Off With Our Heads

In chapter 8, the Queen of Hearts has an obsession with uttering the phrase “off with your head”. The queen, an obvious source of power and authority in the monarchy, has a highly volatile temper and a love for executions. She definitely joins the long list of “mad” characters in the story so far.

Do authority figures need to go to such drastic measures to maintain order and stability?

In our society, we generally condemn such violent punishments for minor crimes. Could you imagine how the world would react to someone having their head cut off for planting the wrong type of rose bush? Thankfully society as a whole has advanced out of the strict and often murderous political structure of monarchies.

Another thing I found interesting was the fact that of all objects Carroll could have chosen to represent the royal court, he chose cards. Cards are very thin and can bend back and forth. They rip or break easily and can be easily manipulated to perform whatever is necessary for the one holding the cards. Was this on accident? I don’t think so. The cards could represent the peasants and middle class citizens under a monarchy. They can be manipulated easily and can easily fall apart under pressure from a strong authority figure like the Queen of Hearts.

So what do you think?

Who has lost their heads: the authority figures of society or the working class citizens?

Is it human nature to crack under pressure from outside forces?

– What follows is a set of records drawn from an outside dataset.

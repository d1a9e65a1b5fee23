//! Overview document: rewrite its archive links to forum pages and push it to
//! the overview page.
//!
//! Only the part of the document from [`ARCHIVE_SECTION_MARKER`] onwards is
//! touched. In it, every relative link `[YYYY-MM](/<base_path>/YYYY-MM/)` is
//! replaced by `[YYYY-MM](<site>/p/bing-wallpaper-<yyyy-mm>)`.

use regex::{Captures, Regex};
use tracing::{error, info, warn};

use crate::contract::{ContentFetcher, Page, PageStore, PageUpdate};
use crate::error::SyncError;
use crate::month::slug_for;

/// Heading that opens the historical-archive section.
pub const ARCHIVE_SECTION_MARKER: &str = "### 历史归档：";

/// Directory the upstream overview links into.
pub const DEFAULT_ARCHIVE_BASE: &str = "zh-cn/picture";

#[derive(Debug, Clone, PartialEq, Eq)]
pub struct OverviewRewrite {
    pub content: String,
    /// False when the marker was absent and `content` is the input unchanged.
    pub rewritten: bool,
}

pub struct LinkRewriter {
    pattern: Regex,
}

impl LinkRewriter {
    /// Rewriter for links into `archive_base` (e.g. `zh-cn/picture`).
    pub fn new(archive_base: &str) -> Result<Self, SyncError> {
        let base = archive_base.trim_matches('/');
        let prefix = if base.is_empty() {
            "/".to_string()
        } else {
            format!("/{}/", regex::escape(base))
        };
        let pattern = Regex::new(&format!(
            r"\[([0-9]{{4}}-[0-9]{{2}})\]\({prefix}[0-9]{{4}}-[0-9]{{2}}/\)"
        ))
        .map_err(|e| SyncError::Config(format!("invalid archive base path: {e}")))?;
        Ok(Self { pattern })
    }

    pub fn rewrite(&self, content: &str, site_base_url: &str) -> OverviewRewrite {
        let Some(start) = content.find(ARCHIVE_SECTION_MARKER) else {
            return OverviewRewrite {
                content: content.to_string(),
                rewritten: false,
            };
        };

        let (before, archive) = content.split_at(start);
        let site = site_base_url.trim_end_matches('/');
        let archive = self.pattern.replace_all(archive, |caps: &Captures| {
            let month = &caps[1];
            format!("[{month}]({site}/p/{})", slug_for(month))
        });

        OverviewRewrite {
            content: format!("{}\n\n{}", before.trim(), archive),
            rewritten: true,
        }
    }
}

impl Default for LinkRewriter {
    fn default() -> Self {
        Self::new(DEFAULT_ARCHIVE_BASE).expect("default archive base is a valid pattern")
    }
}

/// Rewrites links into the default archive directory.
pub fn rewrite_overview(content: &str, site_base_url: &str) -> OverviewRewrite {
    LinkRewriter::default().rewrite(content, site_base_url)
}

/// Where the overview comes from and where it goes.
#[derive(Debug, Clone)]
pub struct OverviewJob<'a> {
    pub page_id: i64,
    pub document_path: &'a str,
    pub site_base_url: &'a str,
}

/// Fetches the overview page and document, rewrites the archive links and
/// updates the page content in place.
pub async fn update_overview<S, F>(
    store: &S,
    fetcher: &F,
    rewriter: &LinkRewriter,
    job: &OverviewJob<'_>,
) -> Result<Page, SyncError>
where
    S: PageStore + Sync,
    F: ContentFetcher + Sync,
{
    let page = store.get_by_id(job.page_id).await.map_err(|e| {
        error!(page_id = job.page_id, error = %e, "[OVERVIEW][ERROR] Overview page not found");
        e
    })?;

    let document = fetcher.fetch(job.document_path).await.map_err(|e| {
        error!(path = job.document_path, error = %e, "[OVERVIEW][ERROR] Failed to fetch overview document");
        e
    })?;

    let rewrite = rewriter.rewrite(&document, job.site_base_url);
    if rewrite.rewritten {
        info!("[OVERVIEW] Rewrote archive links");
    } else {
        warn!(marker = ARCHIVE_SECTION_MARKER, "[OVERVIEW] Archive section not found; links left unchanged");
    }

    let updated = store
        .update(page.id, PageUpdate::content(rewrite.content))
        .await
        .map_err(|e| {
            error!(page_id = page.id, error = %e, "[OVERVIEW][ERROR] Overview page update failed");
            e
        })?;
    info!(page_id = updated.id, "[OVERVIEW] Overview page updated");
    Ok(updated)
}
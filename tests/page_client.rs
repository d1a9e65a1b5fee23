use serde_json::{json, Value};
use reqwest::StatusCode;
use wallpaper_sync::pages::{
    check_status, delete_confirmed, parse_envelope, parse_list, parse_page, FlarumClient,
};
use wallpaper_sync_core::contract::{NewPage, PageUpdate};
use wallpaper_sync_core::month::MonthKey;
use wallpaper_sync_core::SyncError;

fn client() -> FlarumClient {
    FlarumClient::new("https://forum.example.com/", "abc123").expect("client should build")
}

fn body_json(request: &reqwest::Request) -> Value {
    let bytes = request
        .body()
        .and_then(|b| b.as_bytes())
        .expect("request should carry a buffered body");
    serde_json::from_slice(bytes).unwrap()
}

fn query(request: &reqwest::Request) -> Vec<(String, String)> {
    request.url().query_pairs().into_owned().collect()
}

#[test]
fn test_create_request_shape() {
    let month = MonthKey::parse("2025-06").unwrap();
    let request = client()
        .create_request(&NewPage::for_month(&month, "# June".into()))
        .unwrap();

    assert_eq!(request.method(), reqwest::Method::POST);
    assert_eq!(request.url().as_str(), "https://forum.example.com/api/pages");
    assert_eq!(
        request.headers()[reqwest::header::AUTHORIZATION],
        "Token abc123"
    );
    assert_eq!(
        body_json(&request),
        json!({
            "data": {
                "type": "pages",
                "attributes": {
                    "title": "Bing Wallpaper (2025-06)",
                    "content": "# June",
                    "slug": "bing-wallpaper-2025-06",
                    "isHidden": false,
                    "isHtml": false
                }
            }
        })
    );
}

#[test]
fn test_create_request_omits_absent_slug() {
    let page = NewPage {
        title: "Untitled".into(),
        content: "".into(),
        slug: None,
        is_hidden: true,
        is_html: true,
    };
    let body = body_json(&client().create_request(&page).unwrap());
    let attributes = &body["data"]["attributes"];
    assert!(attributes.get("slug").is_none());
    assert_eq!(attributes["isHidden"], json!(true));
    assert_eq!(attributes["isHtml"], json!(true));
}

#[test]
fn test_update_request_sends_only_given_fields() {
    let fields = PageUpdate::content("new body").with_title("Bing Wallpaper (2025-06)");
    let request = client().update_request(17, &fields).unwrap();

    assert_eq!(request.method(), reqwest::Method::PATCH);
    assert_eq!(request.url().path(), "/api/pages/17");
    assert_eq!(
        body_json(&request),
        json!({
            "data": {
                "type": "pages",
                "id": "17",
                "attributes": { "title": "Bing Wallpaper (2025-06)", "content": "new body" }
            }
        })
    );
}

#[test]
fn test_lookup_and_listing_requests() {
    let c = client();

    let by_id = c.get_request(5).unwrap();
    assert_eq!(by_id.method(), reqwest::Method::GET);
    assert_eq!(by_id.url().path(), "/api/pages/5");

    let by_slug = c.slug_request("bing-wallpaper-2025-06").unwrap();
    assert_eq!(
        query(&by_slug),
        vec![("filter[slug]".to_string(), "bing-wallpaper-2025-06".to_string())]
    );

    let visible = c.list_request(false).unwrap();
    assert_eq!(
        query(&visible),
        vec![("filter[isHidden]".to_string(), "0".to_string())]
    );
    let all = c.list_request(true).unwrap();
    assert!(all.url().query().is_none());

    let delete = c.delete_request(5).unwrap();
    assert_eq!(delete.method(), reqwest::Method::DELETE);
    assert_eq!(delete.url().path(), "/api/pages/5");
    assert_eq!(delete.headers()[reqwest::header::AUTHORIZATION], "Token abc123");
}

#[test]
fn test_parse_envelope_full_resource() {
    let body = json!({
        "data": {
            "type": "pages",
            "id": "42",
            "attributes": {
                "title": "Bing Wallpaper (2025-06)",
                "slug": "bing-wallpaper-2025-06",
                "content": "# June",
                "isHidden": false,
                "isHtml": true,
                "time": "2025-06-01T08:00:00+00:00",
                "editTime": "2025-06-02T09:30:00Z"
            }
        }
    });
    let page = parse_envelope(&body).unwrap();

    assert_eq!(page.id, 42);
    assert_eq!(page.slug, "bing-wallpaper-2025-06");
    assert!(page.is_html);
    assert!(!page.is_hidden);
    assert_eq!(page.created_at.to_rfc3339(), "2025-06-01T08:00:00+00:00");
    assert_eq!(
        page.edited_at.map(|t| t.to_rfc3339()).as_deref(),
        Some("2025-06-02T09:30:00+00:00")
    );
}

#[test]
fn test_parse_page_defaults_for_sparse_attributes() {
    let page = parse_page(&json!({ "id": 7, "attributes": {} })).unwrap();
    assert_eq!(page.id, 7);
    assert_eq!(page.title, "");
    assert_eq!(page.slug, "");
    assert!(!page.is_hidden);
    assert!(page.edited_at.is_none());
}

#[test]
fn test_malformed_envelopes_are_parse_failures() {
    let cases = vec![
        json!({}),
        json!({ "data": [] }),
        json!({ "data": { "id": "abc", "attributes": {} } }),
        json!({ "data": { "id": "1" } }),
        json!({ "errors": [{ "status": "422" }] }),
    ];
    for body in cases {
        assert!(
            matches!(parse_envelope(&body), Err(SyncError::ParseFailure(_))),
            "expected parse failure for {body}"
        );
    }
}

#[test]
fn test_parse_list_drops_malformed_items() {
    let body = json!({
        "data": [
            { "id": "1", "attributes": { "title": "one" } },
            { "id": "two", "attributes": {} },
            { "id": "3", "attributes": { "title": "three" } }
        ]
    });
    let pages = parse_list(&body).unwrap();
    let ids: Vec<i64> = pages.iter().map(|p| p.id).collect();
    assert_eq!(ids, vec![1, 3]);

    assert!(matches!(
        parse_list(&json!({ "data": {} })),
        Err(SyncError::ParseFailure(_))
    ));
}

#[test]
fn test_duplicate_slug_on_create_is_a_conflict() {
    for status in [StatusCode::CONFLICT, StatusCode::UNPROCESSABLE_ENTITY] {
        let err = check_status(status, StatusCode::CREATED, "slug taken".into()).unwrap_err();
        assert_eq!(err, SyncError::Conflict("slug taken".into()));
    }
}

#[test]
fn test_check_status_requires_the_exact_expected_status() {
    let body = check_status(StatusCode::CREATED, StatusCode::CREATED, "{}".into()).unwrap();
    assert_eq!(body, "{}");

    // A 200 is still a failure for a create, which must answer 201.
    let err = check_status(StatusCode::OK, StatusCode::CREATED, "{}".into()).unwrap_err();
    assert_eq!(
        err,
        SyncError::UnexpectedStatus {
            status: 200,
            body: "{}".into()
        }
    );

    let err = check_status(StatusCode::NOT_FOUND, StatusCode::OK, "gone".into()).unwrap_err();
    assert_eq!(err, SyncError::NotFound("gone".into()));
}

#[test]
fn test_delete_is_confirmed_only_by_no_content() {
    assert!(delete_confirmed(StatusCode::NO_CONTENT));
    assert!(!delete_confirmed(StatusCode::OK));
    assert!(!delete_confirmed(StatusCode::NOT_FOUND));
}
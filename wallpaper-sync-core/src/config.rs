use serde::{Deserialize, Serialize};
use std::path::PathBuf;
use tracing::{debug, info};

use crate::error::SyncError;
use crate::month::MonthKey;

pub const DEFAULT_BRANCH: &str = "main";
pub const DEFAULT_GITHUB_API: &str = "https://api.github.com";

fn default_branch() -> String {
    DEFAULT_BRANCH.to_string()
}

fn default_api_url() -> String {
    DEFAULT_GITHUB_API.to_string()
}

/// Content-repository coordinates.
#[derive(Debug, Clone, Serialize, Deserialize)]
pub struct RepoConfig {
    pub owner: String,
    pub repo: String,
    /// Path of the overview document.
    pub path: String,
    /// Directory holding the `YYYY-MM` month directories.
    pub base_path: String,
    #[serde(default = "default_branch")]
    pub branch: String,
    #[serde(default = "default_api_url")]
    pub api_url: String,
}

impl RepoConfig {
    pub fn trace_loaded(&self) {
        info!(
            owner = %self.owner,
            repo = %self.repo,
            branch = %self.branch,
            base_path = %self.base_path,
            "Loaded repository config"
        );
        debug!(?self, "Repository config loaded (full debug)");
    }
}

/// Page-service coordinates plus the mutable rollover fields.
#[derive(Clone, Serialize, Deserialize)]
pub struct SyncState {
    pub base_url: String,
    pub api_token: String,
    #[serde(default)]
    pub main_page_id: Option<i64>,
    #[serde(default)]
    pub archive_page_id: Option<i64>,
    #[serde(default)]
    pub current_year_month: Option<String>,
    /// Local mirror of the month directories, used only for seeding.
    #[serde(default)]
    pub picture_dir: Option<PathBuf>,
}

// Hand-written so the token never reaches the logs.
impl std::fmt::Debug for SyncState {
    fn fmt(&self, f: &mut std::fmt::Formatter<'_>) -> std::fmt::Result {
        f.debug_struct("SyncState")
            .field("base_url", &self.base_url)
            .field("api_token", &"<redacted>")
            .field("main_page_id", &self.main_page_id)
            .field("archive_page_id", &self.archive_page_id)
            .field("current_year_month", &self.current_year_month)
            .field("picture_dir", &self.picture_dir)
            .finish()
    }
}

/// The two fields the month roller reads and, on rollover, replaces.
#[derive(Debug, Clone, PartialEq, Eq)]
pub struct ArchiveState {
    pub archive_page_id: i64,
    pub current_year_month: String,
}

impl SyncState {
    pub fn trace_loaded(&self) {
        info!(
            base_url = %self.base_url,
            main_page_id = ?self.main_page_id,
            archive_page_id = ?self.archive_page_id,
            current_year_month = ?self.current_year_month,
            "Loaded page-service config"
        );
    }

    pub fn main_page_id(&self) -> Result<i64, SyncError> {
        self.main_page_id
            .ok_or_else(|| SyncError::Config("missing required field `main_page_id`".into()))
    }

    pub fn archive(&self) -> Result<ArchiveState, SyncError> {
        match (self.archive_page_id, self.current_year_month.as_ref()) {
            (Some(archive_page_id), Some(month)) => Ok(ArchiveState {
                archive_page_id,
                current_year_month: month.clone(),
            }),
            (None, _) => Err(SyncError::Config(
                "missing required field `archive_page_id`".into(),
            )),
            (_, None) => Err(SyncError::Config(
                "missing required field `current_year_month`".into(),
            )),
        }
    }
}

impl ArchiveState {
    /// The persisted month, if it has the `YYYY-MM` shape.
    pub fn month(&self) -> Option<MonthKey> {
        MonthKey::parse(&self.current_year_month)
    }
}
//! Month keys (`YYYY-MM`) and everything derived from them: page slug, page
//! title and the location of the month's document in the content repository.

use std::fmt;
use std::sync::OnceLock;

use chrono::{Datelike, Local, NaiveDate};
use regex::Regex;
use serde::{Deserialize, Serialize};

/// Name of the document inside every month directory.
pub const MONTH_DOCUMENT: &str = "README.md";

const SLUG_PREFIX: &str = "bing-wallpaper-";

fn month_pattern() -> &'static Regex {
    static PATTERN: OnceLock<Regex> = OnceLock::new();
    // ASCII digits only; no calendar validation, so "2024-13" passes.
    PATTERN.get_or_init(|| Regex::new(r"^[0-9]{4}-[0-9]{2}$").expect("valid month regex"))
}

/// True if `name` has the `YYYY-MM` digit shape.
pub fn is_month_name(name: &str) -> bool {
    month_pattern().is_match(name)
}

/// Slug of the page that holds `month`: `bing-wallpaper-<month lowercased>`.
pub fn slug_for(month: &str) -> String {
    format!("{SLUG_PREFIX}{}", month.to_lowercase())
}

/// Title of the page that holds `month`.
pub fn title_for(month: &str) -> String {
    format!("Bing Wallpaper ({month})")
}

/// A validated `YYYY-MM` key. Lexicographic order is chronological order.
#[derive(Debug, Clone, PartialEq, Eq, PartialOrd, Ord, Hash, Serialize, Deserialize)]
#[serde(try_from = "String", into = "String")]
pub struct MonthKey(String);

impl MonthKey {
    pub fn parse(raw: &str) -> Option<Self> {
        is_month_name(raw).then(|| Self(raw.to_string()))
    }

    pub fn from_date(date: NaiveDate) -> Self {
        Self(format!("{:04}-{:02}", date.year(), date.month()))
    }

    /// Key of the current local month.
    pub fn current() -> Self {
        Self::from_date(Local::now().date_naive())
    }

    pub fn as_str(&self) -> &str {
        &self.0
    }

    pub fn slug(&self) -> String {
        slug_for(&self.0)
    }

    pub fn title(&self) -> String {
        title_for(&self.0)
    }

    /// Repository path of this month's document below `base_path`.
    pub fn document_path(&self, base_path: &str) -> String {
        let base = base_path.trim_matches('/');
        if base.is_empty() {
            format!("{}/{MONTH_DOCUMENT}", self.0)
        } else {
            format!("{base}/{}/{MONTH_DOCUMENT}", self.0)
        }
    }
}

impl fmt::Display for MonthKey {
    fn fmt(&self, f: &mut fmt::Formatter<'_>) -> fmt::Result {
        f.write_str(&self.0)
    }
}

impl TryFrom<String> for MonthKey {
    type Error = String;

    fn try_from(value: String) -> Result<Self, Self::Error> {
        if is_month_name(&value) {
            Ok(Self(value))
        } else {
            Err(format!("'{value}' is not a YYYY-MM month key"))
        }
    }
}

impl From<MonthKey> for String {
    fn from(key: MonthKey) -> Self {
        key.0
    }
}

One Response to “Off With Our Heads”

  1. I like your point here, and I agree that some authority figures believe they have to have all kinds of power. Some also take whatever means possible to maintain that power. As for your question, I feel that it is the “crazy” authority figures who have lost their heads. They become so power hungry that they feel any little thing can take it all away. It goes back to many class discussions involving the idea of power corrupting.

    Power is something that many people strive for. There have only been a few people in history that have turned down power, such as George Washington. As for most other people the fear of losing the power overrides the want for power and need for power.